The expansion was mainly driven by larger Bitcoin investments through the ARK 21Shares Bitcoin ETF and BlackRock’s iShares Bitcoin Trust ETF. The bank also entered Ethereum for the first time through BlackRock’s iShares Staked Ethereum Trust and added a new XRP position via the Grayscale XRP Trust ETF, reportedly worth around $26 million, according to local crypto outlet Criptovaluta.it.

Intesa also opened its first crypto-related derivatives position through call options tied to BlackRock’s iShares Bitcoin Trust. The bank previously said its crypto investments are mainly for proprietary trading, though it has not clarified whether some positions are linked to products offered to institutional clients.

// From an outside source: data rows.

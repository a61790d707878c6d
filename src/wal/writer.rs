//! Append worker
//!
//! The single background writer shared by every backend. Producers push
//! events onto a bounded queue; the worker assigns ids, hands each event to
//! the backend's sink and records the id it was stored under.

use std::fs::File;
use std::io;
use std::sync::atomic::{AtomicU64, Ordering};
use std::sync::Arc;
use std::thread::{self, JoinHandle};

use crossbeam::channel::{bounded, Receiver, Sender};

use crate::config::WalSyncStrategy;
use crate::error::{LedgerError, Result};
use crate::event::Event;

/// Destination of the append worker. Owned exclusively by the worker thread
/// once the logger is running.
pub(crate) trait EventSink: Send + 'static {
    /// Persist one event and return the id it was stored under
    fn append(&mut self, event: &Event) -> Result<u64>;
}

enum State<S> {
    /// Constructed, medium open, no queue yet
    Idle(S),

    Running {
        sender: Sender<Event>,
        handle: JoinHandle<()>,
    },

    /// Closed, or the worker could not be spawned
    Stopped,
}

/// Queue, id counter and worker handle of one logger instance
pub(crate) struct Appender<S: EventSink> {
    backend: &'static str,
    state: State<S>,
    queue_capacity: usize,

    /// Advanced by the worker; read passes may only raise it
    last_id: Arc<AtomicU64>,

    /// Single-slot terminal error channel
    error_tx: Sender<LedgerError>,
    error_rx: Receiver<LedgerError>,
}

impl<S: EventSink> Appender<S> {
    pub fn new(backend: &'static str, sink: S, queue_capacity: usize) -> Self {
        let (error_tx, error_rx) = bounded(1);
        Self {
            backend,
            state: State::Idle(sink),
            queue_capacity: queue_capacity.max(1),
            last_id: Arc::new(AtomicU64::new(0)),
            error_tx,
            error_rx,
        }
    }

    pub fn last_id(&self) -> u64 {
        self.last_id.load(Ordering::Acquire)
    }

    /// Shared counter, handed to read passes so they can seed it
    pub fn last_id_handle(&self) -> Arc<AtomicU64> {
        Arc::clone(&self.last_id)
    }

    pub fn errors(&self) -> Receiver<LedgerError> {
        self.error_rx.clone()
    }

    pub fn is_running(&self) -> bool {
        matches!(self.state, State::Running { .. })
    }

    /// Queue an event for the worker. Blocks while the queue is full.
    pub fn enqueue(&self, event: Event) -> Result<()> {
        match &self.state {
            State::Running { sender, .. } => {
                sender.send(event).map_err(|_| LedgerError::WriterStopped)
            }
            State::Idle(_) | State::Stopped => Err(LedgerError::NotRunning),
        }
    }

    /// Create the queue and start the worker. Call once.
    pub fn run(&mut self) -> Result<()> {
        let sink = match std::mem::replace(&mut self.state, State::Stopped) {
            State::Idle(sink) => sink,
            other => {
                self.state = other;
                return Err(LedgerError::AlreadyStarted);
            }
        };

        let (sender, receiver) = bounded(self.queue_capacity);
        let last_id = Arc::clone(&self.last_id);
        let errors = self.error_tx.clone();
        let backend = self.backend;

        let handle = thread::Builder::new()
            .name(format!("{}-append", backend))
            .spawn(move || append_loop(backend, sink, receiver, last_id, errors))?;

        tracing::debug!(
            backend,
            queue_capacity = self.queue_capacity,
            last_id = self.last_id(),
            "append worker started"
        );

        self.state = State::Running { sender, handle };
        Ok(())
    }

    /// Stop accepting events, let the worker drain the queue and join it.
    ///
    /// Returns the worker's terminal error if nobody has taken it from the
    /// error channel yet.
    pub fn close(&mut self) -> Result<()> {
        if let State::Running { sender, handle } = std::mem::replace(&mut self.state, State::Stopped) {
            drop(sender);
            if handle.join().is_err() {
                return Err(LedgerError::Durability(format!(
                    "{} append worker panicked",
                    self.backend
                )));
            }
            tracing::debug!(backend = self.backend, last_id = self.last_id(), "append worker joined");
        }

        match self.error_rx.try_recv() {
            Ok(err) => Err(err),
            Err(_) => Ok(()),
        }
    }
}

fn append_loop<S: EventSink>(
    backend: &'static str,
    mut sink: S,
    receiver: Receiver<Event>,
    last_id: Arc<AtomicU64>,
    errors: Sender<LedgerError>,
) {
    for event in receiver.iter() {
        let next = last_id.load(Ordering::Acquire) + 1;
        match sink.append(&event.with_id(next)) {
            Ok(assigned) => last_id.store(assigned, Ordering::Release),
            Err(err) => {
                let err = match err {
                    LedgerError::Durability(_) | LedgerError::FrameTooLarge { .. } => err,
                    other => LedgerError::Durability(other.to_string()),
                };
                tracing::error!(backend, id = next, error = %err, "append failed, worker stopping");
                // Receiver is dropped on return: later producers see WriterStopped.
                let _ = errors.try_send(err);
                return;
            }
        }
    }
}

/// Tracks when a file backend must fsync
#[derive(Debug)]
pub(crate) struct SyncTracker {
    strategy: WalSyncStrategy,
    uncommitted: usize,
}

impl SyncTracker {
    pub fn new(strategy: WalSyncStrategy) -> Self {
        Self {
            strategy,
            uncommitted: 0,
        }
    }

    /// Call after each flushed event
    pub fn after_write(&mut self, file: &File) -> io::Result<()> {
        match self.strategy {
            WalSyncStrategy::FlushOnly => Ok(()),
            WalSyncStrategy::EveryWrite => file.sync_data(),
            WalSyncStrategy::EveryNEntries { count } => {
                self.uncommitted += 1;
                if self.uncommitted >= count {
                    file.sync_data()?;
                    self.uncommitted = 0;
                }
                Ok(())
            }
        }
    }
}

At the same time, Intesa nearly exited its Solana exposure. Its holdings in the Bitwise Solana Staking ETF dropped from more than 266,000 shares to just 2,817 shares during the quarter.

The bank also adjusted its crypto-related stock portfolio. It bought 165,600 shares of BitGo for the first time while fully exiting its position in Bitmine. Intesa additionally closed its put options tied to Strategy and reduced its holdings in Cantor Equity Partners II, the company linked to tokenization firm Securitize’s planned listing. Its Coinbase position increased from 1,500 shares to more than 10,000 shares.

The moves come as Intesa strengthens its presence in the digital asset sector. Last month, Ripple announced plans to provide custody services to the Italian banking giant.

Intesa shares closed at 5.74 euros on Friday, down 1.56% for the day and more than 3% lower year-to-date, according to Yahoo Finance.

The developments reflect a broader push by European banks into crypto services. Spain’s BBVA, France’s BPCE and Belgium’s KBC have already launched crypto trading services for retail customers.

Meanwhile, a group of 12 major European banks, including BNP Paribas, ING, UniCredit and Deutsche Bank, recently formed the stablecoin initiative Qivalis, which aims to launch a MiCA-compliant euro-backed stablecoin in the second half of 2026.